The number of job openings in the U.S. economy climbed to the
highest level in seven years, becoming the latest labor-market
gauge to recover ground lost during the recession.
Job openings rose to 4.5 million in April, according to the
Labor Department's job-openings and labor-turnover survey. The rate
of job openings rose to 3.1% in April from 2.9% in March, also near
a seven-year high.
The pace of hiring has yet to recover, however. In April, 4.7
million workers were hired, the same number as in March. Before the
recession, hires often exceeded 5 million a month. Some economists
think unemployed workers lack the skills for many available
openings or that employers are discriminating against the long-term
unemployed.
Josh Zumbrun The Wall Street Journal Insurers Bolster Plans
Health insurers in several states are expanding the choice of
doctors and hospitals in their health-law plans amid concerns about
access to care.
"There have been quite a few network additions...and there are
more to come," said Jeff Rideout, senior medical adviser to Covered
California, the state's health-law marketplace. "We continue to ask
the plans to expand their networks to meet the needs of the
enrollees that we have."
CareSource, based in Dayton, Ohio, has added more than a
half-dozen hospitals this year, and hopes to double the number it
currently has to more than 50. Fidelis Care, a New York nonprofit
focused largely on Medicaid, has added more than 4,500 providers,
including 13 hospitals, this year. More hospitals and doctors have
joined "as we've started to get more enrollment, and as we've shown
that we are paying claims accurately and timely," said David
Thomas, chief operating officer.
The insurers that are expanding their networks said they aren't
responding to complaints. Instead, they said, the tweaks reflect
more willingness by some health-care providers to join the new
networks, which often pay them less than traditional employer
plans, as well as adjustments to serve the specific populations who
enrolled.
CareSource, for instance, said it added a children's hospital in
Cincinnati because the average age of enrollees is 41 years old and
many had families.
Anna Wilde Mathews The Wall Street Journal For Some, One Health
Plan
Small employers in 18 states will offer only one health plan to
workers when the Affordable Care Act's small-business exchanges
open this fall, federal officials said.
The 2010 law called for new online insurance marketplaces, which
were supposed to open last year, for small businesses to pick group
plans to cover workers. Those exchanges were delayed a year, and
federal officials say they will lack some functions when they open
in November.
The federal health law also called for employees at small
businesses to be able to choose from a range of plans on the
exchanges. The Centers for Medicare and Medicaid Services, which is
implementing the health law, said it is allowing states to limit
workers' choices for one year as a transition.
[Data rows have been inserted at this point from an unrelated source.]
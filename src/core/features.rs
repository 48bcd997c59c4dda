//! Feature computation over event windows.
//!
//! Everything here is a pure function of the snapshotted/drained events.
//! Every numeric field defaults to zero when the window held no events, so
//! downstream consumers never see a missing value or NaN.

use crate::collector::buffer::PointerDrain;
use crate::collector::types::KeyEvent;
use crate::context::WindowStats;
use crate::environment::EnvReading;
use chrono::{DateTime, Utc};
use serde::{Deserialize, Serialize};
use statrs::statistics::Statistics;

/// Hold durations outside this range are treated as pairing artifacts.
const HOLD_PLAUSIBLE_MS: std::ops::RangeInclusive<f64> = 20.0..=2000.0;

/// Keystroke statistics over the trailing window.
#[derive(Debug, Clone, Default, Serialize, Deserialize)]
pub struct KeystrokeStats {
    /// Key presses in the window (keys/min for a 60 s window)
    pub typing_speed_kpm: u32,
    /// Mean inter-press interval in milliseconds
    pub avg_key_interval_ms: f64,
    /// Population standard deviation of inter-press intervals
    pub std_key_interval_ms: f64,
    pub max_key_interval_ms: f64,
    pub min_key_interval_ms: f64,
    /// Backspace/delete presses in the window
    pub mistype_count: u32,
    /// Mean key hold duration in milliseconds
    pub avg_key_hold_ms: f64,
}

/// Pointer statistics since the previous drain.
#[derive(Debug, Clone, Default, Serialize, Deserialize)]
pub struct PointerStats {
    pub distance_px: f64,
    pub avg_speed_px_s: f64,
    pub click_count: u32,
    pub left_click_count: u32,
    pub right_click_count: u32,
    /// Fraction of elapsed time spent still, clamped to [0, 1]
    pub still_ratio: f64,
}

/// One labeled-ready snapshot of behavioral and environmental signals.
/// Immutable once produced.
#[derive(Debug, Clone, Serialize, Deserialize)]
pub struct FeatureRecord {
    pub system_time: DateTime<Utc>,
    pub keystroke: KeystrokeStats,
    pub pointer: PointerStats,
    pub window_hash: String,
    pub work_category: String,
    pub window_switch_count: u32,
    pub temperature: f64,
    pub humidity: f64,
    pub pressure: f64,
    pub env_synthetic: bool,
}

impl FeatureRecord {
    pub fn assemble(
        system_time: DateTime<Utc>,
        keystroke: KeystrokeStats,
        pointer: PointerStats,
        window: WindowStats,
        environment: EnvReading,
    ) -> Self {
        Self {
            system_time,
            keystroke,
            pointer,
            window_hash: window.window_hash,
            work_category: window.work_category,
            window_switch_count: window.switch_count,
            temperature: environment.temperature,
            humidity: environment.humidity,
            pressure: environment.pressure,
            env_synthetic: environment.synthetic,
        }
    }
}

/// Compute keystroke statistics from a window snapshot.
pub fn compute_keystroke_stats(events: &[KeyEvent]) -> KeystrokeStats {
    if events.is_empty() {
        return KeystrokeStats::default();
    }

    let presses: Vec<&KeyEvent> = events.iter().filter(|e| e.is_press()).collect();

    let intervals: Vec<f64> = presses
        .windows(2)
        .map(|pair| (pair[1].timestamp - pair[0].timestamp).num_milliseconds() as f64)
        .collect();

    let mistype_count = presses.iter().filter(|e| e.is_backspace).count() as u32;

    let holds = hold_durations(events);

    let (avg, std, max, min) = if intervals.is_empty() {
        (0.0, 0.0, 0.0, 0.0)
    } else {
        (
            intervals.iter().mean(),
            intervals.iter().population_std_dev(),
            Statistics::max(intervals.iter()),
            Statistics::min(intervals.iter()),
        )
    };

    KeystrokeStats {
        typing_speed_kpm: presses.len() as u32,
        avg_key_interval_ms: avg,
        std_key_interval_ms: std,
        max_key_interval_ms: max,
        min_key_interval_ms: min,
        mistype_count,
        avg_key_hold_ms: if holds.is_empty() {
            0.0
        } else {
            holds.iter().mean()
        },
    }
}

/// Estimate hold durations by pairing each press with the next release.
///
/// Key identity is never available (privacy boundary), so overlapping holds
/// from rollover typing are approximated by consecutive pairing and filtered
/// to a plausible range.
fn hold_durations(events: &[KeyEvent]) -> Vec<f64> {
    let mut holds = Vec::new();
    let mut pending_press: Option<&KeyEvent> = None;

    for event in events {
        if event.is_press() {
            pending_press = Some(event);
        } else if let Some(press) = pending_press.take() {
            let hold_ms = (event.timestamp - press.timestamp).num_milliseconds() as f64;
            if HOLD_PLAUSIBLE_MS.contains(&hold_ms) {
                holds.push(hold_ms);
            }
        }
    }

    holds
}

/// Turn drained pointer counters into rate statistics.
pub fn compute_pointer_stats(drain: PointerDrain) -> PointerStats {
    let (avg_speed, still_ratio) = if drain.elapsed_secs > 0.0 {
        (
            drain.distance_px / drain.elapsed_secs,
            (drain.still_secs / drain.elapsed_secs).clamp(0.0, 1.0),
        )
    } else {
        (0.0, 0.0)
    };

    PointerStats {
        distance_px: drain.distance_px,
        avg_speed_px_s: avg_speed,
        click_count: drain.left_clicks + drain.right_clicks + drain.other_clicks,
        left_click_count: drain.left_clicks,
        right_click_count: drain.right_clicks,
        still_ratio,
    }
}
Louise Radnofsky The Wall Street Journal Air-Route
Competition
A government study finds relatively little decline in
competition on U.S. air routes during a recent period of
consolidation, in part crediting the expansion of discount
carriers.
The Government Accountability Office report, requested by
Congress, examined the effect on competition from 2007 to 2012,
when mergers created today's Delta Air Lines, United Continental
Holdings and Southwest Airlines.
On the 37 most-traveled U.S. routes, traversed by about 83
million fliers a year, the number of airlines providing nonstop or
connecting service decreased to an average of 4.3 in 2012 from 4.4
in 2007, the GAO found. The report counted airlines with more than
5% of the market on the given routes. On the 9,379 smallest city
pairs, also traveled by 83 million passengers, the average number
of competitors decreased to three in 2012 from 3.3 in 2007.
Jack Nicas The Wall Street Journal World Cup? Not Impressed
As World Cup fans flock to Brazil, many investors are heading in
the other direction, looking elsewhere in Latin America for
opportunities.
"At this point, for us, Brazil is a show-me story," says Mark
Eshman, chief investment officer at Sun Valley, Ohio-based
ClearRock Capital, which manages $400 million. Mr. Eshman is
watching the region carefully but with an eye on Latin America's
other dominant player--Mexico.
Though Mexico's economy grew just 1.1% last year--about the same
as Brazil this year--many are enthusiastic about it, thanks to
reforms including a tax overhaul and opening energy markets to
private companies.
Jorge Mariscal, emerging-markets chief investment officer at UBS
Wealth Management, an arm of UBS AG, sees Latin America now as "the
good, the bad and the ugly," with Brazil representing the "bad" and
Mexico garnering the "good" moniker. ("Ugly" countries, in his
view, include Venezuela and Argentina.)
Despite nearly full employment, Brazil's economy is growing at a
sluggish 1% due to low productivity, a result of scant investment
in areas such as infrastructure and housing, he says.